Swaziland (eSwatini) is short of personal protective
equipment (PPE) for front-line health workers during the coronavirus crisis
because suppliers have doubled their prices, the National Disaster Management
Agency (NDMA) said.
Once a tender for equipment had been agreed suppliers asked for prices
to be increased and often more than doubled.
NDMA Procurement Officer Phesheya Dlamini told the eSwatini Observer, ‘Within
a week of award, the prices had increased a hundredfold [doubled] to an extent
that three companies came back to us requesting a price increase of over 100
per cent of the quoted price.
‘For instance, the supplier of gowns had initially said he would supply
us the gowns at E197 each. He, however, came back and requested to at
least supply at a revised price of not less than E400. The only supplier that
did not have a problem was the one who had quoted E1,300. Similarly the company
that was to supply gumboots ended up failing to do so because of the price
hike.’
The Director of Health Services Dr Vusi Magagula said suppliers were
struggling to deliver goods on time and some coronavirus (COVID-19) supplies
were not available as countries rushed for them due to the pressing demand.

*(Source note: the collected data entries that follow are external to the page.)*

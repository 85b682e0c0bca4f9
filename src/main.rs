use tracing::{error, info};

use vault::{
    config::Config, endpoint::Endpoints,
    infrastructure::argon2_password_hasher::Argon2PasswordHasher, logging, server,
    usecase::vault_usecase::VaultUsecase,
};

#[tokio::main]
async fn main() -> Result<(), Box<dyn std::error::Error>> {
    let config = Config::load()?;
    logging::init(&config.log_level, config.log_json);

    let password_hasher = Argon2PasswordHasher::new();
    let vault = VaultUsecase::new(password_hasher);

    let mut endpoints = Endpoints::new(vault);
    if let Some(limiter) = config.rate_limiter() {
        info!(
            per_second = config.rate_limit.map(|rate| rate.get()),
            burst = config.rate_burst.or(config.rate_limit).map(|burst| burst.get()),
            "rate limiting enabled"
        );
        endpoints = endpoints.with_rate_limit(limiter);
    }

    let err = server::run(&config, endpoints).await;
    error!(error = %err, "exit");
    Err(err.into())
}
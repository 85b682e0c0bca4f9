pub mod codec;
pub mod proto;
pub mod server;
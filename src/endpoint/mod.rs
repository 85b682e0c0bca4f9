//! Transport-agnostic endpoints.
//!
//! An [`Endpoint`] turns one vault operation into a plain
//! `request -> Result<response, EndpointError>` function value. Both wire
//! adapters serve the same [`Endpoints`], and the client adapters build one
//! out of outbound calls, so every transport shares a single calling
//! convention.
//!
//! Two error channels:
//! - `Err(EndpointError)`: the request could not be processed at all.
//! - `Ok(response)` with `err` set: the request was processed and the
//!   operation failed.
//!
//! Endpoints take the request alone, with no context argument. A caller
//! cancels by dropping the future; hashing already on the blocking pool
//! still runs to completion.

pub mod ratelimit;

use std::{future::Future, sync::Arc};

use async_trait::async_trait;
use futures_util::{FutureExt, future::BoxFuture};

use self::ratelimit::{Limiter, rate_limit};
use crate::domain::{
    error::{EndpointError, VaultError},
    models::message::{HashRequest, HashResponse, ValidateRequest, ValidateResponse},
    services::vault_service::VaultService,
};

/// A single remotely callable operation.
pub type Endpoint<Req, Resp> =
    Arc<dyn Fn(Req) -> BoxFuture<'static, Result<Resp, EndpointError>> + Send + Sync>;

/// Wraps an endpoint with extra behaviour, e.g. rate limiting.
pub type Middleware<Req, Resp> = Box<dyn Fn(Endpoint<Req, Resp>) -> Endpoint<Req, Resp>>;

/// Build an [`Endpoint`] from an async closure.
pub fn endpoint<Req, Resp, F, Fut>(f: F) -> Endpoint<Req, Resp>
where
    F: Fn(Req) -> Fut + Send + Sync + 'static,
    Fut: Future<Output = Result<Resp, EndpointError>> + Send + 'static,
{
    Arc::new(move |request| f(request).boxed())
}

pub fn make_hash_endpoint<S>(service: Arc<S>) -> Endpoint<HashRequest, HashResponse>
where
    S: VaultService + ?Sized + 'static,
{
    endpoint(move |request: HashRequest| {
        let service = Arc::clone(&service);
        async move {
            match service.hash(&request.password).await {
                Ok(hash) => Ok(HashResponse::success(hash)),
                Err(e) => {
                    tracing::warn!(error = %e, "hash failed");
                    Ok(HashResponse::failure(e))
                }
            }
        }
    })
}

pub fn make_validate_endpoint<S>(service: Arc<S>) -> Endpoint<ValidateRequest, ValidateResponse>
where
    S: VaultService + ?Sized + 'static,
{
    endpoint(move |request: ValidateRequest| {
        let service = Arc::clone(&service);
        async move {
            match service.validate(&request.password, &request.hash).await {
                Ok(valid) => Ok(ValidateResponse::success(valid)),
                Err(e) => {
                    tracing::warn!(error = %e, "validate failed");
                    Ok(ValidateResponse::failure(e))
                }
            }
        }
    })
}

/// One endpoint per vault operation.
#[derive(Clone)]
pub struct Endpoints {
    pub hash: Endpoint<HashRequest, HashResponse>,
    pub validate: Endpoint<ValidateRequest, ValidateResponse>,
}

impl Endpoints {
    pub fn new<S>(service: S) -> Self
    where
        S: VaultService + 'static,
    {
        let service = Arc::new(service);
        Self {
            hash: make_hash_endpoint(Arc::clone(&service)),
            validate: make_validate_endpoint(service),
        }
    }

    /// Wrap each endpoint with its own middleware.
    pub fn with<M1, M2>(self, hash: M1, validate: M2) -> Self
    where
        M1: FnOnce(Endpoint<HashRequest, HashResponse>) -> Endpoint<HashRequest, HashResponse>,
        M2: FnOnce(Endpoint<ValidateRequest, ValidateResponse>) -> Endpoint<ValidateRequest, ValidateResponse>,
    {
        Self {
            hash: hash(self.hash),
            validate: validate(self.validate),
        }
    }

    /// Guard both endpoints with one shared token bucket.
    pub fn with_rate_limit(self, limiter: Limiter) -> Self {
        self.with(
            rate_limit::<HashRequest, HashResponse>(Arc::clone(&limiter)),
            rate_limit::<ValidateRequest, ValidateResponse>(limiter),
        )
    }
}

#[async_trait]
impl VaultService for Endpoints {
    async fn hash(&self, password: &str) -> Result<String, VaultError> {
        let request = HashRequest {
            password: password.to_owned(),
        };

        let response = (self.hash)(request).await?;
        match response.err {
            Some(err) if !err.is_empty() => Err(VaultError::Payload(err)),
            _ => Ok(response.hash),
        }
    }

    async fn validate(&self, password: &str, hash: &str) -> Result<bool, VaultError> {
        let request = ValidateRequest {
            password: password.to_owned(),
            hash: hash.to_owned(),
        };

        let response = (self.validate)(request).await?;
        match response.err {
            Some(err) if !err.is_empty() => Err(VaultError::Payload(err)),
            _ => Ok(response.valid),
        }
    }
}
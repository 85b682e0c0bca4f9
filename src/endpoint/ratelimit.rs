use std::{num::NonZeroU32, sync::Arc};

use governor::{DefaultDirectRateLimiter, Quota, RateLimiter};

use super::{Endpoint, Middleware, endpoint};
use crate::domain::error::EndpointError;

/// Token bucket shared by every endpoint it guards.
pub type Limiter = Arc<DefaultDirectRateLimiter>;

/// Bucket refilled at `per_second` tokens per second, holding at most `burst`.
pub fn token_bucket(per_second: NonZeroU32, burst: NonZeroU32) -> Limiter {
    Arc::new(RateLimiter::direct(
        Quota::per_second(per_second).allow_burst(burst),
    ))
}

/// Takes one token per call and fails fast with [`EndpointError::Limited`]
/// when the bucket is empty. Never waits for a refill.
pub fn rate_limit<Req, Resp>(limiter: Limiter) -> Middleware<Req, Resp>
where
    Req: Send + 'static,
    Resp: Send + 'static,
{
    Box::new(move |next: Endpoint<Req, Resp>| {
        let limiter = Arc::clone(&limiter);
        endpoint(move |request: Req| {
            let limiter = Arc::clone(&limiter);
            let next = Arc::clone(&next);
            async move {
                // the token is taken on first poll, not when the future is built
                if limiter.check().is_err() {
                    tracing::warn!("request rejected by rate limiter");
                    return Err(EndpointError::Limited);
                }
                next(request).await
            }
        })
    })
}
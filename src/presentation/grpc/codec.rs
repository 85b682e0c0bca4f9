//! Field-for-field mapping between the protobuf messages and the shared
//! request/response values. An empty protobuf `err` is the absent error.
//!
//! The server decodes requests and encodes responses; the client does the
//! opposite with the same pairs.

use super::proto;
use crate::domain::models::message::{
    HashRequest, HashResponse, ValidateRequest, ValidateResponse,
};

fn encode_err(err: Option<String>) -> String {
    err.unwrap_or_default()
}

fn decode_err(err: String) -> Option<String> {
    (!err.is_empty()).then_some(err)
}

pub fn encode_hash_request(request: HashRequest) -> proto::HashRequest {
    proto::HashRequest {
        password: request.password,
    }
}

pub fn decode_hash_request(request: proto::HashRequest) -> HashRequest {
    HashRequest {
        password: request.password,
    }
}

pub fn encode_hash_response(response: HashResponse) -> proto::HashResponse {
    proto::HashResponse {
        hash: response.hash,
        err: encode_err(response.err),
    }
}

pub fn decode_hash_response(response: proto::HashResponse) -> HashResponse {
    HashResponse {
        hash: response.hash,
        err: decode_err(response.err),
    }
}

pub fn encode_validate_request(request: ValidateRequest) -> proto::ValidateRequest {
    proto::ValidateRequest {
        password: request.password,
        hash: request.hash,
    }
}

pub fn decode_validate_request(request: proto::ValidateRequest) -> ValidateRequest {
    ValidateRequest {
        password: request.password,
        hash: request.hash,
    }
}

pub fn encode_validate_response(response: ValidateResponse) -> proto::ValidateResponse {
    proto::ValidateResponse {
        valid: response.valid,
        err: encode_err(response.err),
    }
}

pub fn decode_validate_response(response: proto::ValidateResponse) -> ValidateResponse {
    ValidateResponse {
        valid: response.valid,
        err: decode_err(response.err),
    }
}
use tonic::{Request, Response, Status};

use super::{
    codec,
    proto::{self, vault_server},
};
use crate::{domain::error::EndpointError, endpoint::Endpoints};

/// gRPC face of the vault: decode, call the endpoint, encode.
#[derive(Clone)]
pub struct GrpcVault {
    endpoints: Endpoints,
}

impl GrpcVault {
    pub fn new(endpoints: Endpoints) -> Self {
        Self { endpoints }
    }

    pub fn into_service(self) -> vault_server::VaultServer<Self> {
        vault_server::VaultServer::new(self)
    }
}

pub fn status_from_endpoint_error(error: EndpointError) -> Status {
    match error {
        EndpointError::Limited => Status::resource_exhausted("rate limit exceeded"),
        EndpointError::Rpc(status) => status,
        EndpointError::Http(message) => Status::internal(message),
    }
}

#[tonic::async_trait]
impl vault_server::Vault for GrpcVault {
    async fn hash(
        &self,
        request: Request<proto::HashRequest>,
    ) -> Result<Response<proto::HashResponse>, Status> {
        let request = codec::decode_hash_request(request.into_inner());
        let response = (self.endpoints.hash)(request)
            .await
            .map_err(status_from_endpoint_error)?;
        Ok(Response::new(codec::encode_hash_response(response)))
    }

    async fn validate(
        &self,
        request: Request<proto::ValidateRequest>,
    ) -> Result<Response<proto::ValidateResponse>, Status> {
        let request = codec::decode_validate_request(request.into_inner());
        let response = (self.endpoints.validate)(request)
            .await
            .map_err(status_from_endpoint_error)?;
        Ok(Response::new(codec::encode_validate_response(response)))
    }
}
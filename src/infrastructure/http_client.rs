//! Remote vault over HTTP/JSON.

use std::sync::Arc;

use reqwest::{Client, StatusCode};
use serde::{Serialize, de::DeserializeOwned};

use crate::{
    domain::error::EndpointError,
    endpoint::{Endpoint, Endpoints, endpoint},
};

/// Build endpoints posting to `{base_url}/hash` and `{base_url}/validate`.
pub fn new(base_url: &str) -> Endpoints {
    with_client(Client::new(), base_url)
}

pub fn with_client(client: Client, base_url: &str) -> Endpoints {
    let base_url = base_url.trim_end_matches('/');
    Endpoints {
        hash: post_endpoint(client.clone(), format!("{base_url}/hash")),
        validate: post_endpoint(client, format!("{base_url}/validate")),
    }
}

fn post_endpoint<Req, Resp>(client: Client, url: String) -> Endpoint<Req, Resp>
where
    Req: Serialize + Send + 'static,
    Resp: DeserializeOwned + Send + 'static,
{
    let url: Arc<str> = url.into();
    endpoint(move |request: Req| {
        let client = client.clone();
        let url = Arc::clone(&url);
        async move {
            let response = client
                .post(&*url)
                .json(&request)
                .send()
                .await
                .map_err(|e| EndpointError::Http(e.to_string()))?;

            let status = response.status();
            if status == StatusCode::TOO_MANY_REQUESTS {
                return Err(EndpointError::Limited);
            }
            if !status.is_success() {
                let body = response.text().await.unwrap_or_default();
                return Err(EndpointError::Http(format!("{status}: {body}")));
            }

            response
                .json::<Resp>()
                .await
                .map_err(|e| EndpointError::Http(e.to_string()))
        }
    })
}
use thiserror::Error;

/// Failure of the hashing primitive itself.
#[derive(Debug, Error)]
pub enum DomainError {
    #[error("hashing failed: {0}")]
    HashingFailed(String),

    #[error("hashing worker failed: {0}")]
    WorkerFailed(String),
}

/// The request could not be processed at all.
///
/// Never carries a domain failure; those travel inside the response payload.
#[derive(Debug, Error)]
pub enum EndpointError {
    #[error("rate limit exceeded")]
    Limited,

    #[error("rpc error: {0}")]
    Rpc(#[from] tonic::Status),

    #[error("http error: {0}")]
    Http(String),
}

/// Error of the [`VaultService`](crate::domain::services::vault_service::VaultService) contract.
#[derive(Debug, Error)]
pub enum VaultError {
    #[error(transparent)]
    Domain(#[from] DomainError),

    #[error(transparent)]
    Endpoint(#[from] EndpointError),

    /// The call was processed and its response carried this failure in `err`,
    /// whether the endpoints are local or behind a transport.
    #[error("{0}")]
    Payload(String),
}
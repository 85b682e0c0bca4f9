use serde::{Deserialize, Serialize};

/// Value object representing a hashed password
#[derive(Debug, Clone, PartialEq, Eq, Serialize, Deserialize)]
pub struct HashedPassword(String);

impl HashedPassword {
    /// Create a new HashedPassword from an already hashed string
    pub fn new(hash: String) -> Self {
        Self(hash)
    }

    /// Get the hash as a string slice
    pub fn as_str(&self) -> &str {
        &self.0
    }

    pub fn into_string(self) -> String {
        self.0
    }
}

impl From<String> for HashedPassword {
    fn from(hash: String) -> Self {
        Self(hash)
    }
}
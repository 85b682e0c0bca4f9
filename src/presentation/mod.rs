pub mod grpc;
pub mod handlers;
//! Remote vault over gRPC.
//!
//! The returned [`Endpoints`] satisfy `VaultService`, so code written against
//! the service works unchanged with a remote vault.

use tonic::{
    codegen::StdError,
    transport::{self, Channel},
};

use crate::{
    domain::{
        error::EndpointError,
        models::message::{HashRequest, ValidateRequest},
    },
    endpoint::{Endpoints, endpoint},
    presentation::grpc::{codec, proto::vault_client::VaultClient},
};

/// Build endpoints that call `vault.Vault` over an existing channel.
pub fn new(channel: Channel) -> Endpoints {
    from_client(VaultClient::new(channel))
}

/// Dial `dst` (e.g. `http://127.0.0.1:8081`) and build endpoints on the connection.
pub async fn connect<D>(dst: D) -> Result<Endpoints, transport::Error>
where
    D: TryInto<transport::Endpoint>,
    D::Error: Into<StdError>,
{
    let client = VaultClient::connect(dst).await?;
    Ok(from_client(client))
}

fn from_client(client: VaultClient<Channel>) -> Endpoints {
    let hash_client = client.clone();
    let hash = endpoint(move |request: HashRequest| {
        let mut client = hash_client.clone();
        async move {
            let response = client.hash(codec::encode_hash_request(request)).await?;
            Ok::<_, EndpointError>(codec::decode_hash_response(response.into_inner()))
        }
    });

    let validate = endpoint(move |request: ValidateRequest| {
        let mut client = client.clone();
        async move {
            let response = client
                .validate(codec::encode_validate_request(request))
                .await?;
            Ok::<_, EndpointError>(codec::decode_validate_response(response.into_inner()))
        }
    });

    Endpoints { hash, validate }
}
//! Listener wiring for both transports.

use std::{io, net::SocketAddr};

use thiserror::Error;
use tokio::net::TcpListener;
use tokio_stream::wrappers::TcpListenerStream;
use tracing::info;

use crate::{
    config::Config,
    endpoint::Endpoints,
    presentation::{grpc::server::GrpcVault, handlers::http_handler::create_vault_router},
};

/// Why the process stopped serving.
#[derive(Debug, Error)]
pub enum ServerError {
    #[error("failed to bind {addr}: {source}")]
    Bind {
        addr: SocketAddr,
        #[source]
        source: io::Error,
    },

    #[error("http server: {0}")]
    Http(#[source] io::Error),

    #[error("grpc server: {0}")]
    Grpc(#[from] tonic::transport::Error),

    #[error("failed to listen for signals: {0}")]
    SignalHandler(#[source] io::Error),

    #[error("{0} listener closed")]
    Closed(&'static str),

    #[error("received {0}")]
    Terminated(&'static str),
}

pub async fn bind(addr: SocketAddr) -> Result<TcpListener, ServerError> {
    TcpListener::bind(addr)
        .await
        .map_err(|source| ServerError::Bind { addr, source })
}

/// Serve `/hash` and `/validate` until the listener fails.
pub async fn serve_http(listener: TcpListener, endpoints: Endpoints) -> Result<(), ServerError> {
    axum::serve(listener, create_vault_router(endpoints))
        .await
        .map_err(ServerError::Http)
}

/// Serve `vault.Vault` until the listener fails.
pub async fn serve_grpc(listener: TcpListener, endpoints: Endpoints) -> Result<(), ServerError> {
    tonic::transport::Server::builder()
        .add_service(GrpcVault::new(endpoints).into_service())
        .serve_with_incoming(TcpListenerStream::new(listener))
        .await?;
    Ok(())
}

/// Resolves on SIGINT or SIGTERM with the signal's name.
async fn termination_signal() -> Result<&'static str, ServerError> {
    let interrupt = async { tokio::signal::ctrl_c().await.map(|()| "SIGINT") };

    #[cfg(unix)]
    let terminate = async {
        let mut signal = tokio::signal::unix::signal(tokio::signal::unix::SignalKind::terminate())?;
        signal.recv().await;
        Ok::<_, io::Error>("SIGTERM")
    };
    #[cfg(not(unix))]
    let terminate = std::future::pending::<io::Result<&'static str>>();

    let received = tokio::select! {
        name = interrupt => name,
        name = terminate => name,
    };
    received.map_err(ServerError::SignalHandler)
}

/// Run both listeners until the first of them fails or a termination signal
/// arrives. In-flight requests are not drained.
pub async fn run(config: &Config, endpoints: Endpoints) -> ServerError {
    let http_listener = match bind(config.http_addr).await {
        Ok(listener) => listener,
        Err(e) => return e,
    };
    let grpc_listener = match bind(config.grpc_addr).await {
        Ok(listener) => listener,
        Err(e) => return e,
    };

    info!(addr = %config.http_addr, "http listening");
    info!(addr = %config.grpc_addr, "grpc listening");

    tokio::select! {
        result = serve_http(http_listener, endpoints.clone()) => {
            result.err().unwrap_or(ServerError::Closed("http"))
        }
        result = serve_grpc(grpc_listener, endpoints) => {
            result.err().unwrap_or(ServerError::Closed("grpc"))
        }
        signal = termination_signal() => match signal {
            Ok(name) => ServerError::Terminated(name),
            Err(e) => e,
        },
    }
}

Doctors, nurses and other health workers have had to
treat coronavirus patients without correct PPE during the continuing pandemic. On 22 May
2020, Minister
of Health Lizzie Nkosi said 33 health workers had contracted the virus in
Swaziland.
She added, ‘This suggests that in this fight health workers are not
spared from this pandemic as they could [be] gripped by anxiety and fears.’
Swazi Prime Minister Ambrose Dlamini called
frontline health workers ‘our frontline soldiers’. He said, ‘In this war
against the pandemic that has been plaguing the globe healthcare workers are in
the firing end. They are the ones who are bravely protecting us against [the]
deadly invisible enemy.’
Separately, voluntary workers in the community were told they
should strip off their clothes and wash them outside their homes after each
day’s work to avoid taking coronavirus into their homes.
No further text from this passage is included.